À côté de ces pages tragiques, les mélodies de Samuel Barber, composées entre 1935 et 1975, paraissent comme des plages plus légères et classiques, mais Thomas Hampson connaît fort bien l’univers de son compatriote, ce qui, ajouté à son sens inouï du texte, lui permet de donner à chacune d’elles une dimension inattendue, concentrant son interprétation sur les poèmes signés James Joyce (Three Songs Op.10 et Solitary Hotel Op.41|4), Frederic Prokosch (Nocturne Op.13|4), William Henry Davies (Night Wanderers) et Czeslaw Milosz (le joyeux A Green Lowland of Pianos Op.45|2Une plaine verte de pianos).

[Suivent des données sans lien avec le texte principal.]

impl<K: Hash + Eq, V> LazyMap<K, V> {
    /// Returns a reference to the value corresponding to the key.
    ///
    /// The key may be any borrowed form of the map's key type, but `Hash` and
    /// `Eq` on the borrowed form must match those for the key type.
    ///
    /// # Complexity
    ///
    /// O(depth)
    ///
    /// # Examples
    ///
    /// ```rust
    /// use lazymap::LazyMap;
    ///
    /// let map = LazyMap::from([("hello".to_string(), 42)]);
    ///
    /// // Can use &str to look up String keys
    /// assert_eq!(map.get("hello"), Some(&42));
    /// assert_eq!(map.get("world"), None);
    /// ```
    #[must_use]
    pub fn get<Q>(&self, key: &Q) -> Option<&V>
    where
        K: Borrow<Q>,
        Q: Hash + Eq + ?Sized,
    {
        self.find(key).map(|(_, value)| value)
    }

    /// Returns the stored key and value for the key, or `None` when absent.
    ///
    /// # Examples
    ///
    /// ```rust
    /// use lazymap::LazyMap;
    ///
    /// let mut map = LazyMap::new();
    /// map.insert(10, 20 + 30);
    /// assert_eq!(map.find(&10), Some((&10, &50)));
    /// assert_eq!(map.find(&11), None);
    /// ```
    #[must_use]
    pub fn find<Q>(&self, key: &Q) -> Option<(&K, &V)>
    where
        K: Borrow<Q>,
        Q: Hash + Eq + ?Sized,
    {
        Self::resolve(&self.current, key)
    }

    /// Returns the value for a key that must exist.
    ///
    /// # Errors
    ///
    /// Returns [`KeyNotFoundError`] if the key is absent.
    ///
    /// # Examples
    ///
    /// ```rust
    /// use lazymap::{KeyNotFoundError, LazyMap};
    ///
    /// let map = LazyMap::from([(1, 10)]);
    /// assert_eq!(map.at(&1), Ok(&10));
    /// assert_eq!(map.at(&2), Err(KeyNotFoundError));
    /// ```
    pub fn at<Q>(&self, key: &Q) -> Result<&V, KeyNotFoundError>
    where
        K: Borrow<Q>,
        Q: Hash + Eq + ?Sized,
    {
        self.get(key).ok_or(KeyNotFoundError)
    }

    /// Returns `true` if the map contains a value for the key.
    #[must_use]
    pub fn contains_key<Q>(&self, key: &Q) -> bool
    where
        K: Borrow<Q>,
        Q: Hash + Eq + ?Sized,
    {
        self.find(key).is_some()
    }

    /// Inserts the pair only if the key is absent.
    ///
    /// Returns `true` if the pair was inserted and `false` if the key was
    /// already present, in which case the existing value is kept.
    ///
    /// # Examples
    ///
    /// ```rust
    /// use lazymap::LazyMap;
    ///
    /// let mut map = LazyMap::from([(1, 10)]);
    /// assert!(!map.insert(1, 99));
    /// assert!(map.insert(2, 20));
    /// assert_eq!(map.get(&1), Some(&10));
    /// assert_eq!(map.len(), 2);
    /// ```
    pub fn insert(&mut self, key: K, value: V) -> bool {
        self.emplace(key, || value)
    }

    /// Inserts a value built by `constructor` only if the key is absent.
    ///
    /// The constructor runs at most once and only when the key is absent, so
    /// no value is built and thrown away when the key already exists.
    ///
    /// # Examples
    ///
    /// ```rust
    /// use lazymap::LazyMap;
    ///
    /// let mut map = LazyMap::from([(1, vec![1])]);
    /// assert!(!map.emplace(1, || unreachable!()));
    /// assert!(map.emplace(2, || vec![2; 3]));
    /// assert_eq!(map.get(&2), Some(&vec![2, 2, 2]));
    /// ```
    pub fn emplace<F>(&mut self, key: K, constructor: F) -> bool
    where
        F: FnOnce() -> V,
    {
        if self.contains_key(&key) {
            return false;
        }
        let size = self.len() + 1;
        self.write(key, Edit::Set(constructor()), size);
        true
    }

    /// Sets the key to the value, overwriting any existing value.
    ///
    /// Returns `true` if the key was newly inserted and `false` if an
    /// existing value was replaced.
    ///
    /// # Examples
    ///
    /// ```rust
    /// use lazymap::LazyMap;
    ///
    /// let mut map = LazyMap::from([(3, 30)]);
    /// let copy = map.clone();
    ///
    /// assert!(!map.insert_or_assign(3, 50));
    /// assert_eq!(map.at(&3), Ok(&50));
    /// assert_eq!(map.len(), 1);
    /// assert_eq!(copy.at(&3), Ok(&30));
    /// ```
    pub fn insert_or_assign(&mut self, key: K, value: V) -> bool {
        let inserted = !self.contains_key(&key);
        let size = if inserted { self.len() + 1 } else { self.len() };
        self.write(key, Edit::Set(value), size);
        inserted
    }

    /// Applies one edit through the write barrier.
    ///
    /// `size` is the effective size after the edit.
    fn write(&mut self, key: K, edit: Edit<V>, size: usize) {
        match ReferenceCounter::get_mut(&mut self.current) {
            Some(layer) => {
                layer.set_local(key, edit);
                layer.set_size(size);
            }
            None => self.fork(key, edit, size),
        }
    }

    /// Moves the handle onto a new single-edit layer above its shared one.
    fn fork(&mut self, key: K, edit: Edit<V>, size: usize) {
        let parent = ReferenceCounter::clone(&self.current);
        self.current = ReferenceCounter::new(Layer::fork(parent, std::iter::once((key, edit)), size));
        trace!("forked lazy map layer at depth {}", self.depth());
    }

    /// Walks from `layer` toward the root; the first layer mentioning the key decides.
    fn resolve<'a, Q>(layer: &'a Layer<K, V>, key: &Q) -> Option<(&'a K, &'a V)>
    where
        K: Borrow<Q>,
        Q: Hash + Eq + ?Sized,
    {
        for layer in successors(Some(layer), |layer| layer.parent()) {
            match layer.lookup_local(key) {
                Lookup::Present(key, value) => return Some((key, value)),
                Lookup::Tombstoned => return None,
                Lookup::Absent => {}
            }
        }
        None
    }

    /// Returns an iterator over key-value pairs.
    ///
    /// Each live key is produced exactly once, with the value from the
    /// nearest layer. No ordering is guaranteed. The iterator borrows the
    /// map, so the map cannot be mutated while it is alive.
    ///
    /// # Examples
    ///
    /// ```rust
    /// use lazymap::LazyMap;
    ///
    /// let original = LazyMap::from([(1, 10), (2, 20)]);
    /// let mut copy = original.clone();
    /// copy.insert_or_assign(2, 21);
    /// copy.erase(&1);
    ///
    /// let entries: Vec<_> = copy.iter().collect();
    /// assert_eq!(entries, vec![(&2, &21)]);
    /// ```
    #[must_use]
    pub fn iter(&self) -> LazyMapIterator<'_, K, V> {
        let mut entries = Vec::with_capacity(self.len());
        if self.is_detached() {
            entries.extend(self.current.edits().filter_map(live_entry));
        } else {
            let mut seen: HashSet<&K, LayerHasher> = HashSet::with_hasher(LayerHasher::default());
            for layer in self.layers() {
                for (key, edit) in layer.edits() {
                    if seen.insert(key) {
                        entries.extend(live_entry((key, edit)));
                    }
                }
            }
        }
        LazyMapIterator {
            entries: entries.into_iter(),
        }
    }

    /// Returns an iterator over keys.
    pub fn keys(&self) -> impl Iterator<Item = &K> {
        self.iter().map(|(key, _)| key)
    }

    /// Returns an iterator over values.
    ///
    /// # Examples
    ///
    /// ```rust
    /// use lazymap::LazyMap;
    ///
    /// let map = LazyMap::from([("a", 1), ("b", 2)]);
    /// let sum: i32 = map.values().sum();
    /// assert_eq!(sum, 3);
    /// ```
    pub fn values(&self) -> impl Iterator<Item = &V> {
        self.iter().map(|(_, value)| value)
    }
}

Plus pensés et fondateurs, les Kindertotenlieder (Chants pour les enfants morts) de Gustav Mahler sur des vers de Friedrich Rückert exhalent une douleur terrifiante, mais ils sont également habités d’une lumière d’espérance. Pages prémonitoires composées entre 1901 et 1904 directement pour voix et orchestre, ces cinq Lieder portent en effet en eux les prémices de la mort de Putzi, l’aînée des filles de Gustav et Alma Mahler, en juillet 1907, tandis qu’au moment de leur conception le compositeur pensait plutôt à la disparition précoce de l’un de ses propres frères. La réduction pour piano amplifie la désolation de ces admirables pièces, bien que le remarquable Wolfram Rieger réussisse la gageure de restituer au clavier des couleurs propres à l’orchestre, avec ses instruments souvent traités en solistes. En osmose parfaite avec l’univers de Mahler, Hampson offre la quintessence de ce recueil d’une intensité inouïe. Il cède malgré tout à l’insistance du public en offrant trois bis, tous mahlériens : Erinnerung de 1880 (Lied de jeunesse), Blicke mir nicht in die Lieder de 1901 (troisième des Rückert) et, pour finir, une courte et joyeuse page extraite du Knaben Wunderhorn.